Current speech recognition systems need lots of training data for each language and struggle with languages they haven’t seen before, making them less useful for rare or low-resource languages.
What's the solution?
Zero-AVSR first converts speech into Roman letters (like phonetic spelling) using audio and video of lip movements, then uses large language models (like ChatGPT) to translate those letters into the target language’s actual writing system, even for languages the AI hasn’t seen.
Why it matters?
This could help break language barriers in real-time translation, accessibility tools for the hearing-impaired, and communication apps, especially for languages with limited digital resources.
Abstract
We explore a novel zero-shot Audio-Visual Speech Recognition (AVSR) framework, dubbed Zero-AVSR, which enables speech recognition in target languages without requiring any audio-visual speech data in those languages.
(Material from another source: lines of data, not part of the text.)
//! Compressed IP-to-ASN group map.
//!
//! When a group map is loaded, addresses are bucketed by the autonomous
//! system they belong to instead of by address-range prefix. This makes it
//! impossible for an adversary to gain many buckets by renting addresses
//! spread across a single AS, and generally diversifies the connections a
//! node creates across network operators.
//!
//! The map is a compressed instruction-coded trie over the 128 bits of an
//! (IPv6-mapped) address, evaluated by [`Asmap::lookup`]. Four opcodes
//! exist: `RETURN asn` terminates with a result, `JUMP offset` branches on
//! the next address bit, `MATCH bits` requires a run of address bits and
//! falls back to the current default otherwise, and `DEFAULT asn` sets that
//! fallback. Field values use a variable-length exponential encoding.

use bitcoin_hashes::{sha256d, Hash};

use crate::error::Error;
use crate::net::NetAddr;

/// Sentinel returned by field decoding when the bit stream is exhausted
/// or malformed.
const INVALID: u32 = u32::MAX;

/// Field size tables for the exponential encoding. The value of a field is
/// decoded by walking the table: each step either consumes the given number
/// of bits and terminates, or falls through to the next, larger size.
const TYPE_BIT_SIZES: &[u8] = &[0, 0, 1];
const ASN_BIT_SIZES: &[u8] = &[15, 16, 17, 18, 19, 20, 21, 22, 23, 24];
const MATCH_BIT_SIZES: &[u8] = &[1, 2, 3, 4, 5, 6, 7, 8];
const JUMP_BIT_SIZES: &[u8] = &[
    5, 6, 7, 8, 9, 10, 11, 12, 13, 14, 15, 16, 17, 18, 19, 20, 21, 22, 23, 24, 25, 26, 27, 28, 29,
    30,
];

const OP_RETURN: u32 = 0;
const OP_JUMP: u32 = 1;
const OP_MATCH: u32 = 2;
const OP_DEFAULT: u32 = 3;

/// A compressed IP-to-ASN mapping.
#[derive(Debug, Clone, PartialEq, Eq)]
pub struct Asmap {
    bits: Vec<bool>,
}

impl Asmap {
    /// Decode a group map from its raw byte encoding. Bits are stored
    /// least-significant first within each byte.
    ///
    /// The decoded map is probed with a couple of addresses to reject inputs
    /// that are not an instruction stream at all; a malformed map would
    /// otherwise silently put every address in the unmapped group.
    pub fn decode(bytes: &[u8]) -> Result<Self, Error> {
        let mut bits = Vec::with_capacity(bytes.len() * 8);
        for byte in bytes {
            for bit in 0..8 {
                bits.push((byte >> bit) & 1 == 1);
            }
        }
        let asmap = Self { bits };

        if asmap.bits.is_empty() {
            return Err(Error::GroupMap("group map is empty"));
        }
        for probe in [[0x00; 16], [0xff; 16]] {
            if asmap.interpret(&probe).is_none() {
                return Err(Error::GroupMap("group map failed interpretation probe"));
            }
        }
        Ok(asmap)
    }

    /// Look up the autonomous system number an address is mapped to.
    /// Returns zero for unmapped addresses and for networks outside IP space.
    pub fn lookup(&self, addr: &NetAddr) -> u32 {
        match addr.ipv6_mapped() {
            Some(octets) => self.interpret(&octets).unwrap_or(0),
            None => 0,
        }
    }

    /// Digest of the map, persisted alongside the address database so that
    /// loaders can detect that the bucketing function changed.
    pub fn digest(&self) -> [u8; 32] {
        let mut bytes = vec![0u8; (self.bits.len() + 7) / 8];
        for (i, bit) in self.bits.iter().enumerate() {
            if *bit {
                bytes[i / 8] |= 1 << (i % 8);
            }
        }
        sha256d::Hash::hash(&bytes).into_inner()
    }

    /// Evaluate the instruction stream against an address, given as 16
    /// octets in network order. Returns `None` when the stream is malformed.
    fn interpret(&self, octets: &[u8; 16]) -> Option<u32> {
        let ip_bit = |i: usize| (octets[i / 8] >> (7 - i % 8)) & 1 == 1;

        let mut pos = 0;
        let mut consumed = 0; // address bits consumed so far
        let mut default_asn = 0;

        while pos < self.bits.len() {
            match self.decode_field(&mut pos, 0, TYPE_BIT_SIZES) {
                OP_RETURN => {
                    let asn = self.decode_field(&mut pos, 1, ASN_BIT_SIZES);
                    if asn == INVALID {
                        break;
                    }
                    return Some(asn);
                }
                OP_JUMP => {
                    let jump = self.decode_field(&mut pos, 17, JUMP_BIT_SIZES);
                    if jump == INVALID || consumed == 128 {
                        break;
                    }
                    if ip_bit(consumed) {
                        if jump as usize > self.bits.len() - pos {
                            break;
                        }
                        pos += jump as usize;
                    }
                    consumed += 1;
                }
                OP_MATCH => {
                    let matched = self.decode_field(&mut pos, 2, MATCH_BIT_SIZES);
                    if matched == INVALID {
                        break;
                    }
                    // The field encodes a 1-prefixed run of expected bits.
                    let len = 31 - matched.leading_zeros();
                    if 128 - consumed < len as usize {
                        break;
                    }
                    for bit in (0..len).rev() {
                        if ip_bit(consumed) != ((matched >> bit) & 1 == 1) {
                            return Some(default_asn);
                        }
                        consumed += 1;
                    }
                }
                OP_DEFAULT => {
                    let asn = self.decode_field(&mut pos, 1, ASN_BIT_SIZES);
                    if asn == INVALID {
                        break;
                    }
                    default_asn = asn;
                }
                _ => break,
            }
        }
        None
    }

    /// Decode a single variable-length field at `pos`, advancing it.
    /// Returns [`INVALID`] when the stream ends mid-field.
    fn decode_field(&self, pos: &mut usize, minval: u32, bit_sizes: &[u8]) -> u32 {
        let mut val = minval;

        for (i, size) in bit_sizes.iter().enumerate() {
            let has_next = i + 1 != bit_sizes.len();
            let bit = if has_next {
                if *pos >= self.bits.len() {
                    return INVALID;
                }
                let b = self.bits[*pos];
                *pos += 1;
                b
            } else {
                false
            };

            if bit {
                // Fall through to the next, larger field size.
                val += 1 << size;
            } else {
                for shift in (0..*size).rev() {
                    if *pos >= self.bits.len() {
                        return INVALID;
                    }
                    if self.bits[*pos] {
                        val += 1 << shift;
                    }
                    *pos += 1;
                }
                return val;
            }
        }
        INVALID
    }
}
Specifically, we introduce the Audio-Visual Speech Romanizer (AV-Romanizer), which learns language-agnostic speech representations by predicting Roman text. Then, by leveraging the strong multilingual modeling capabilities of Large Language Models (LLMs), we propose converting the predicted Roman text into language-specific graphemes, forming the proposed Cascaded Zero-AVSR. Taking it a step further, we explore a unified Zero-AVSR approach by directly integrating the audio-visual speech representations encoded by the AV-Romanizer into the LLM. This is achieved through finetuning the adapter and the LLM using our proposed multi-task learning scheme. To capture the wide spectrum of phonetic and linguistic diversity, we also introduce a Multilingual Audio-Visual Romanized Corpus (MARC) consisting of 2,916 hours of audio-visual speech data across 82 languages, along with transcriptions in both language-specific graphemes and Roman text. Extensive analysis and experiments confirm that the proposed Zero-AVSR framework has the potential to expand language support beyond the languages seen during the training of the AV-Romanizer.